▼▼▼
use super::*;
use crate::{t_any, t_float, t_nil, t_string};
use pretty_assertions::assert_eq;

fn find(natives: &[Box<dyn NativeFunction>], name: &str) -> Box<dyn NativeFunction> {
    natives
        .iter()
        .find(|n| n.name() == name)
        .cloned()
        .unwrap_or_else(|| panic!("no native named {}", name))
}

#[test]
fn test_io_signatures() {
    let natives = load("io", &Host::detached()).unwrap();
    let names: Vec<&str> = natives.iter().map(|n| n.name()).collect();
    assert_eq!(names, vec!["print", "input"]);

    let print = find(&natives, "print");
    assert_eq!(print.params(), vec![t_any!()]);
    assert_eq!(print.return_type(), t_nil!());
    assert_eq!(print.arity(), 1);

    let input = find(&natives, "input");
    assert_eq!(input.arity(), 0);
    assert_eq!(input.return_type(), t_string!());
}

#[test]
fn test_time_signatures() {
    let natives = load("time", &Host::detached()).unwrap();
    let clock = find(&natives, "clock");
    assert_eq!(clock.arity(), 0);
    assert_eq!(clock.return_type(), t_float!());
}

#[test]
fn test_unknown_library() {
    assert!(load("net", &Host::detached()).is_none());
}

#[test]
fn test_print_writes_display_form() {
    let (host, out) = Host::captured("");
    let natives = load("io", &host).unwrap();
    let print = find(&natives, "print");
    print.call(vec![Value::Int(42)]).unwrap();
    print.call(vec![Value::Float(2.0)]).unwrap();
    print.call(vec![Value::String("hi".to_string())]).unwrap();
    print.call(vec![Value::Nil]).unwrap();
    assert_eq!(String::from_utf8_lossy(&out.borrow()), "42\n2.0\nhi\nnil\n");
}

#[test]
fn test_cloned_native_shares_host() {
    let (host, out) = Host::captured("");
    let print = find(&load("io", &host).unwrap(), "print");
    let copy = print.clone();
    copy.call(vec![Value::Bool(true)]).unwrap();
    assert_eq!(String::from_utf8_lossy(&out.borrow()), "true\n");
}

#[test]
fn test_input_reads_lines() {
    let (host, _) = Host::captured("first\r\nsecond\n");
    let input = find(&load("io", &host).unwrap(), "input");
    assert_eq!(input.call(vec![]).unwrap(), Value::String("first".to_string()));
    assert_eq!(input.call(vec![]).unwrap(), Value::String("second".to_string()));
    // end of input
    assert_eq!(input.call(vec![]).unwrap(), Value::String(String::new()));
}

#[test]
fn test_clock_is_after_epoch() {
    let clock = find(&load("time", &Host::detached()).unwrap(), "clock");
    match clock.call(vec![]).unwrap() {
        Value::Float(seconds) => assert!(seconds > 1_000_000_000.0),
        other => panic!("expected float, got {:?}", other),
    }
}
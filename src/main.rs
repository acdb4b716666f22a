use brook::config::{self, Config};
use brook::diagnostic::report_diagnostics;
use brook::stdlib::Host;
use brook::{EXIT_IO, run_source};

use yansi::Paint;

use std::fs;
use std::process;

fn main() {
    config::init_tracing();
    let config = Config::from_env();
    if !config.color {
        yansi::disable();
    }

    let args: Vec<String> = std::env::args().collect();

    // a missing script prints usage but still exits 0
    let Some(path) = args.get(1) else {
        print_usage();
        return;
    };

    let source = match fs::read_to_string(path) {
        Ok(source) => source,
        Err(e) => {
            eprintln!("{} could not read '{}': {}", "error:".red().bold(), path, e);
            process::exit(EXIT_IO);
        }
    };

    let outcome = run_source(&source, &config, Host::stdio());
    report_diagnostics(path, &source, &outcome.diagnostics, config.color);
    process::exit(outcome.exit_code());
}

fn print_usage() {
    println!("{} brook <script.brk>", "Usage:".bold());
    println!();
    println!("Environment:");
    println!(
        "  BROOK_MAX_CALL_DEPTH   Nested call limit (default {})",
        config::DEFAULT_MAX_CALL_DEPTH
    );
    println!("  NO_COLOR               Disable coloured output");
    println!("  RUST_LOG               Enable tracing, e.g. RUST_LOG=brook=debug");
}
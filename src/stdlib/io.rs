use std::io::{BufRead, Write};

use crate::ast::DataType;
use crate::interpreter::Value;
use crate::stdlib::{Host, NativeError, NativeFunction};
use crate::{t_any, t_nil, t_string};

pub fn natives(host: &Host) -> Vec<Box<dyn NativeFunction>> {
    vec![
        Box::new(Print { host: host.clone() }),
        Box::new(Input { host: host.clone() }),
    ]
}

/// print(value: any) -> nil
#[derive(Debug, Clone)]
pub struct Print {
    host: Host,
}

impl NativeFunction for Print {
    fn name(&self) -> &'static str {
        "print"
    }

    fn params(&self) -> Vec<DataType> {
        vec![t_any!()]
    }

    fn return_type(&self) -> DataType {
        t_nil!()
    }

    fn call(&self, args: Vec<Value>) -> Result<Value, NativeError> {
        let mut out = self.host.out.borrow_mut();
        for arg in &args {
            writeln!(out, "{}", arg)?;
        }
        out.flush()?;
        Ok(Value::Nil)
    }

    fn box_clone(&self) -> Box<dyn NativeFunction> {
        Box::new(self.clone())
    }
}

/// input() -> string
///
/// Reads one line without its terminator. End of input reads as "".
#[derive(Debug, Clone)]
pub struct Input {
    host: Host,
}

impl NativeFunction for Input {
    fn name(&self) -> &'static str {
        "input"
    }

    fn params(&self) -> Vec<DataType> {
        vec![]
    }

    fn return_type(&self) -> DataType {
        t_string!()
    }

    fn call(&self, _args: Vec<Value>) -> Result<Value, NativeError> {
        let mut line = String::new();
        self.host.input.borrow_mut().read_line(&mut line)?;
        let trimmed = line.trim_end_matches(['\n', '\r']).len();
        line.truncate(trimmed);
        Ok(Value::String(line))
    }

    fn box_clone(&self) -> Box<dyn NativeFunction> {
        Box::new(self.clone())
    }
}
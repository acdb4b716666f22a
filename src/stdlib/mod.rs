pub mod io;
pub mod time;

#[cfg(test)]
pub mod test;

use std::cell::RefCell;
use std::fmt;
use std::io::{BufRead, Cursor, Write};
use std::rc::Rc;

use thiserror::Error;

use crate::ast::DataType;
use crate::interpreter::Value;

#[derive(Debug, Error)]
pub enum NativeError {
    #[error("i/o failure: {0}")]
    Io(#[from] std::io::Error),
    #[error("{0}")]
    Message(String),
}

/// A host-provided callable bound into scope by `import`.
///
/// The typechecker only reads the signature; the interpreter calls it with
/// arguments already checked against `arity`.
pub trait NativeFunction: fmt::Debug {
    fn name(&self) -> &'static str;
    fn params(&self) -> Vec<DataType>;
    fn return_type(&self) -> DataType;

    fn arity(&self) -> usize {
        self.params().len()
    }

    fn call(&self, args: Vec<Value>) -> Result<Value, NativeError>;

    fn box_clone(&self) -> Box<dyn NativeFunction>;
}

impl Clone for Box<dyn NativeFunction> {
    fn clone(&self) -> Self {
        self.box_clone()
    }
}

/// Output and input handles shared by every native of one run.
#[derive(Clone)]
pub struct Host {
    pub out: Rc<RefCell<dyn Write>>,
    pub input: Rc<RefCell<dyn BufRead>>,
}

impl Host {
    pub fn stdio() -> Self {
        Host {
            out: Rc::new(RefCell::new(std::io::stdout())),
            input: Rc::new(RefCell::new(std::io::stdin().lock())),
        }
    }

    /// Writes go nowhere and reads hit end of input. Used where only
    /// signatures matter.
    pub fn detached() -> Self {
        Host {
            out: Rc::new(RefCell::new(std::io::sink())),
            input: Rc::new(RefCell::new(std::io::empty())),
        }
    }

    /// Feeds `input` to the script and collects everything it prints in the
    /// returned buffer.
    pub fn captured(input: &str) -> (Self, Rc<RefCell<Vec<u8>>>) {
        let buffer = Rc::new(RefCell::new(Vec::new()));
        let host = Host {
            out: buffer.clone(),
            input: Rc::new(RefCell::new(Cursor::new(input.as_bytes().to_vec()))),
        };
        (host, buffer)
    }
}

impl fmt::Debug for Host {
    fn fmt(&self, f: &mut fmt::Formatter<'_>) -> fmt::Result {
        f.debug_struct("Host").finish_non_exhaustive()
    }
}

/// Resolves a library name to its natives, or `None` if no such library
/// exists.
pub fn load(library: &str, host: &Host) -> Option<Vec<Box<dyn NativeFunction>>> {
    let natives = match library {
        "io" => io::natives(host),
        "time" => time::natives(),
        _ => return None,
    };
    tracing::trace!(library, count = natives.len(), "loaded native library");
    Some(natives)
}
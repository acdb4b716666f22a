use std::sync::Once;

/// Default limit on nested script calls before a "stack overflow" runtime
/// error is raised.
pub const DEFAULT_MAX_CALL_DEPTH: usize = 10_000;

static TRACING_INIT: Once = Once::new();

/// Runtime knobs for one interpreter run.
#[derive(Debug, Clone, PartialEq, Eq)]
pub struct Config {
    pub max_call_depth: usize,
    pub color: bool,
}

impl Default for Config {
    fn default() -> Self {
        Config {
            max_call_depth: DEFAULT_MAX_CALL_DEPTH,
            color: true,
        }
    }
}

impl Config {
    /// Reads `BROOK_MAX_CALL_DEPTH` and `NO_COLOR`. Unparsable values keep
    /// the default. Colour is also off when stderr is not a terminal.
    pub fn from_env() -> Self {
        let mut config = Self::from_vars(|key| std::env::var(key).ok());
        if !std::io::IsTerminal::is_terminal(&std::io::stderr()) {
            config.color = false;
        }
        config
    }

    fn from_vars(get: impl Fn(&str) -> Option<String>) -> Self {
        let mut config = Config::default();
        if let Some(depth) = get("BROOK_MAX_CALL_DEPTH") {
            match depth.trim().parse::<usize>() {
                Ok(depth) if depth > 0 => config.max_call_depth = depth,
                _ => tracing::warn!(%depth, "ignoring invalid BROOK_MAX_CALL_DEPTH"),
            }
        }
        if get("NO_COLOR").is_some_and(|value| !value.is_empty()) {
            config.color = false;
        }
        config
    }
}

/// Initialize tracing for debug output.
///
/// Safe to call multiple times. Enable with `RUST_LOG=brook=debug`.
pub fn init_tracing() {
    TRACING_INIT.call_once(|| {
        use tracing_subscriber::{EnvFilter, fmt, prelude::*};

        if std::env::var("RUST_LOG").is_ok() {
            let filter = EnvFilter::from_default_env();
            tracing_subscriber::registry()
                .with(
                    fmt::layer()
                        .with_writer(std::io::stderr)
                        .with_target(true)
                        .with_level(true),
                )
                .with(filter)
                .init();
        }
    });
}

#[cfg(test)]
mod tests {
    use super::*;
    use pretty_assertions::assert_eq;

    #[test]
    fn test_defaults_without_vars() {
        let config = Config::from_vars(|_| None);
        assert_eq!(config, Config::default());
    }

    #[test]
    fn test_reads_depth_and_no_color() {
        let config = Config::from_vars(|key| match key {
            "BROOK_MAX_CALL_DEPTH" => Some("64".to_string()),
            "NO_COLOR" => Some("1".to_string()),
            _ => None,
        });
        assert_eq!(config.max_call_depth, 64);
        assert!(!config.color);
    }

    #[test]
    fn test_invalid_depth_keeps_default() {
        let config = Config::from_vars(|key| match key {
            "BROOK_MAX_CALL_DEPTH" => Some("lots".to_string()),
            _ => None,
        });
        assert_eq!(config.max_call_depth, DEFAULT_MAX_CALL_DEPTH);
    }
}
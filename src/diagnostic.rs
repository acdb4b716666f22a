use ariadne::{Color, Config, Label, Report, ReportKind, Source};
use yansi::Paint;

use std::fmt;
use std::io;
use std::ops::Range;

/// The phase a diagnostic was raised by.
#[derive(Debug, Clone, Copy, PartialEq, Eq, Hash)]
pub enum DiagnosticKind {
    Lex,
    Parse,
    Type,
    Runtime,
}

impl DiagnosticKind {
    fn header(self) -> &'static str {
        match self {
            DiagnosticKind::Lex => "Lex Error",
            DiagnosticKind::Parse => "Parse Error",
            DiagnosticKind::Type => "Type Error",
            DiagnosticKind::Runtime => "Runtime Error",
        }
    }
}

impl fmt::Display for DiagnosticKind {
    fn fmt(&self, f: &mut fmt::Formatter<'_>) -> fmt::Result {
        let name = match self {
            DiagnosticKind::Lex => "Lex",
            DiagnosticKind::Parse => "Parse",
            DiagnosticKind::Type => "Type",
            DiagnosticKind::Runtime => "Runtime",
        };
        f.write_str(name)
    }
}

/// A single fault from any phase, located by source line and byte range.
#[derive(Debug, Clone, PartialEq, Eq)]
pub struct Diagnostic {
    pub kind: DiagnosticKind,
    pub line: usize,
    pub span: Range<usize>,
    pub message: String,
}

impl Diagnostic {
    pub fn new(
        kind: DiagnosticKind,
        line: usize,
        span: Range<usize>,
        message: impl Into<String>,
    ) -> Self {
        Diagnostic {
            kind,
            line,
            span,
            message: message.into(),
        }
    }

    /// Builds an ariadne report whose header reads exactly like the
    /// one-line form: `[Line <n>] <Kind> Error: <message>`. Ariadne paints
    /// the header of a custom kind even with colour off; `render` is the
    /// plain entry point.
    pub fn to_report(
        &self,
        file: &str,
        source_len: usize,
        color: bool,
    ) -> Report<'static, (String, Range<usize>)> {
        let end = self.span.end.min(source_len);
        let start = self.span.start.min(end);
        let span = (file.to_string(), start..end);

        Report::build(ReportKind::Custom(self.kind.header(), Color::Red), span.clone())
            .with_config(Config::default().with_color(color))
            .with_code(format!("Line {}", self.line))
            .with_message(&self.message)
            .with_label(
                Label::new(span)
                    .with_message(self.kind.label())
                    .with_color(Color::Red),
            )
            .finish()
    }

    /// The full report as text. Without colour the header line is the
    /// one-line form and the source snippet carries no escape codes.
    pub fn render(&self, file: &str, source: &str, color: bool) -> io::Result<String> {
        let mut buffer = Vec::new();
        self.to_report(file, source.len(), color).write(
            (file.to_string(), Source::from(source.to_string())),
            &mut buffer,
        )?;
        let rendered = String::from_utf8_lossy(&buffer).into_owned();
        if color {
            return Ok(rendered);
        }
        Ok(match rendered.split_once('\n') {
            Some((_, snippet)) => format!("{}\n{}", self, snippet),
            None => format!("{}\n", self),
        })
    }
}

impl DiagnosticKind {
    fn label(self) -> &'static str {
        match self {
            DiagnosticKind::Lex => "while scanning this",
            DiagnosticKind::Parse => "while parsing this",
            DiagnosticKind::Type => "while checking this",
            DiagnosticKind::Runtime => "while evaluating this",
        }
    }
}

impl fmt::Display for Diagnostic {
    fn fmt(&self, f: &mut fmt::Formatter<'_>) -> fmt::Result {
        write!(
            f,
            "[Line {}] {} Error: {}",
            self.line, self.kind, self.message
        )
    }
}

/// Writes every diagnostic to stderr as an ariadne report. Falls back to the
/// one-line form if the report cannot be rendered.
pub fn report_diagnostics(file: &str, source: &str, diagnostics: &[Diagnostic], color: bool) {
    for diagnostic in diagnostics {
        match diagnostic.render(file, source, color) {
            Ok(report) => eprint!("{}", report),
            Err(error) => {
                tracing::warn!(%error, "could not render report");
                eprintln!("{}", diagnostic.to_string().red());
            }
        }
    }
}
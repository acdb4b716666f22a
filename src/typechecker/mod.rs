pub mod class_;
pub mod expression;
pub mod function;

#[cfg(test)]
pub mod test;

use rustc_hash::FxHashMap;

use std::fmt;
use std::rc::Rc;

use crate::ast::{DataType, Expr, Span, TypeAnnot};
use crate::diagnostic::{Diagnostic, DiagnosticKind};
use crate::{t_bool, t_error, t_float, t_int, t_nil, t_string};

/// Parameter types in declaration order plus the return type.
#[derive(Debug, Clone, PartialEq)]
pub struct FunctionSig {
    pub params: Vec<DataType>,
    pub return_type: DataType,
}

#[derive(Debug, Clone, Default)]
pub struct ClassTy {
    pub name: String,
    pub fields: FxHashMap<String, DataType>,
    pub methods: FxHashMap<String, FunctionSig>,
}

/// One lexical scope: three independent symbol tables.
///
/// A name sits in at most one of them. At run time the three kinds share a
/// single binding per frame, so declaring a name replaces whatever that
/// scope bound it to before.
#[derive(Debug, Default)]
pub struct Scope {
    pub variables: FxHashMap<String, DataType>,
    pub functions: FxHashMap<String, FunctionSig>,
    pub classes: FxHashMap<String, Rc<ClassTy>>,
}

#[derive(Debug, Clone, Copy, PartialEq, Eq)]
pub enum SymbolKind {
    Variable,
    Function,
    Class,
}

impl fmt::Display for SymbolKind {
    fn fmt(&self, f: &mut fmt::Formatter<'_>) -> fmt::Result {
        f.write_str(match self {
            SymbolKind::Variable => "variable",
            SymbolKind::Function => "function",
            SymbolKind::Class => "class",
        })
    }
}

impl Scope {
    pub fn kind_of(&self, name: &str) -> Option<SymbolKind> {
        if self.variables.contains_key(name) {
            Some(SymbolKind::Variable)
        } else if self.functions.contains_key(name) {
            Some(SymbolKind::Function)
        } else if self.classes.contains_key(name) {
            Some(SymbolKind::Class)
        } else {
            None
        }
    }

    fn unbind(&mut self, name: &str) {
        self.variables.remove(name);
        self.functions.remove(name);
        self.classes.remove(name);
    }
}

#[derive(Debug)]
pub struct TypeEnv {
    scopes: Vec<Scope>,
    /// Declared return type of each function body being checked.
    return_types: Vec<DataType>,
    errors: Vec<Diagnostic>,
}

impl Default for TypeEnv {
    fn default() -> Self {
        Self::new()
    }
}

impl TypeEnv {
    pub fn new() -> Self {
        TypeEnv {
            scopes: vec![Scope::default()],
            return_types: vec![],
            errors: vec![],
        }
    }

    /// Checks the whole program in one pass and returns the type of each
    /// top-level expression. Every fault is recorded; checking never stops
    /// early.
    #[tracing::instrument(level = "debug", skip_all, fields(count = program.len()))]
    pub fn check_program(&mut self, program: &[Expr]) -> Vec<DataType> {
        let types = program.iter().map(|expr| self.check_expr(expr)).collect();
        tracing::debug!(errors = self.errors.len(), "type check finished");
        types
    }

    pub fn errors(&self) -> &[Diagnostic] {
        &self.errors
    }

    pub fn into_errors(self) -> Vec<Diagnostic> {
        self.errors
    }

    /// Records a fault and hands back the sentinel type for the node.
    pub(crate) fn error(&mut self, span: &Span, message: impl Into<String>) -> DataType {
        self.errors.push(Diagnostic::new(
            DiagnosticKind::Type,
            span.line,
            span.range.clone(),
            message,
        ));
        t_error!()
    }

    pub fn push_scope(&mut self) {
        self.scopes.push(Scope::default());
    }

    pub fn pop_scope(&mut self) {
        // the global scope is never popped
        if self.scopes.len() > 1 {
            self.scopes.pop();
        }
    }

    fn innermost(&mut self) -> &mut Scope {
        let last = self.scopes.len() - 1;
        &mut self.scopes[last]
    }

    pub fn insert_var(&mut self, var: String, ty: DataType) {
        let scope = self.innermost();
        scope.unbind(&var);
        scope.variables.insert(var, ty);
    }

    pub fn get_var(&self, var: &str) -> Option<DataType> {
        self.scopes
            .iter()
            .rev()
            .find_map(|scope| scope.variables.get(var).cloned())
    }

    pub fn insert_function(&mut self, name: String, sig: FunctionSig) {
        let scope = self.innermost();
        scope.unbind(&name);
        scope.functions.insert(name, sig);
    }

    pub fn get_function(&self, name: &str) -> Option<FunctionSig> {
        self.scopes
            .iter()
            .rev()
            .find_map(|scope| scope.functions.get(name).cloned())
    }

    /// Registers a class `depth` scopes out from the innermost one.
    pub(crate) fn insert_class_at(&mut self, depth: usize, class: Rc<ClassTy>) {
        let index = self.scopes.len().saturating_sub(1 + depth);
        let scope = &mut self.scopes[index];
        scope.unbind(&class.name);
        scope.classes.insert(class.name.clone(), class);
    }

    /// Kind of the nearest binding of `name`, searching the way the
    /// evaluator does: the innermost scope that binds it as anything wins.
    pub fn resolve(&self, name: &str) -> Option<SymbolKind> {
        self.scopes.iter().rev().find_map(|scope| scope.kind_of(name))
    }

    /// Reports a use of `name` as `expected` when a nearer binding of
    /// another kind hides it. Unbound names pass; callers report those.
    pub(crate) fn expect_kind(&mut self, name: &str, expected: SymbolKind, span: &Span) -> bool {
        match self.resolve(name) {
            Some(found) if found != expected => {
                self.error(span, format!("'{}' is a {}, not a {}", name, found, expected));
                false
            }
            _ => true,
        }
    }

    /// Reports a declaration that would replace a binding of another kind
    /// in the innermost scope.
    pub(crate) fn check_redeclaration(&mut self, name: &str, kind: SymbolKind, span: &Span) {
        if let Some(existing) = self.innermost().kind_of(name).filter(|k| *k != kind) {
            self.error(
                span,
                format!("'{}' is already declared as a {} in this scope", name, existing),
            );
        }
    }

    pub fn get_class(&self, name: &str) -> Option<Rc<ClassTy>> {
        self.scopes
            .iter()
            .rev()
            .find_map(|scope| scope.classes.get(name).cloned())
    }

    pub fn type_annot_to_type(&mut self, annot: &TypeAnnot, span: &Span) -> DataType {
        match annot {
            TypeAnnot::Bool => t_bool!(),
            TypeAnnot::Int => t_int!(),
            TypeAnnot::Float => t_float!(),
            TypeAnnot::String => t_string!(),
            TypeAnnot::Nil => t_nil!(),
            TypeAnnot::Named(name) => match self.get_class(name) {
                Some(_) => DataType::custom(name.clone()),
                None => self.error(span, format!("unknown type '{}'", name)),
            },
        }
    }
}

/// Type-checks a parsed program. On success yields the type of each
/// top-level expression, otherwise every diagnostic found.
pub fn check(program: &[Expr]) -> Result<Vec<DataType>, Vec<Diagnostic>> {
    let mut env = TypeEnv::new();
    let types = env.check_program(program);
    if env.errors.is_empty() {
        Ok(types)
    } else {
        Err(env.errors)
    }
}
▲▲▲
WHAT THE TASK REQUIRES
Retype the portion of the data above that starts on the line with "filename src/stdlib/mod.rs" and finishes on the line with "impl Clone for", including both of those lines.

YOUR SOLUTION
filename src/stdlib/mod.rs
pub mod io;
pub mod time;

#[cfg(test)]
pub mod test;

use std::cell::RefCell;
use std::fmt;
use std::io::{BufRead, Cursor, Write};
use std::rc::Rc;

use thiserror::Error;

use crate::ast::DataType;
use crate::interpreter::Value;

#[derive(Debug, Error)]
pub enum NativeError {
    #[error("i/o failure: {0}")]
    Io(#[from] std::io::Error),
    #[error("{0}")]
    Message(String),
}

/// A host-provided callable bound into scope by `import`.
///
/// The typechecker only reads the signature; the interpreter calls it with
/// arguments already checked against `arity`.
pub trait NativeFunction: fmt::Debug {
    fn name(&self) -> &'static str;
    fn params(&self) -> Vec<DataType>;
    fn return_type(&self) -> DataType;

    fn arity(&self) -> usize {
        self.params().len()
    }

    fn call(&self, args: Vec<Value>) -> Result<Value, NativeError>;

    fn box_clone(&self) -> Box<dyn NativeFunction>;
}

impl Clone for Box<dyn NativeFunction> {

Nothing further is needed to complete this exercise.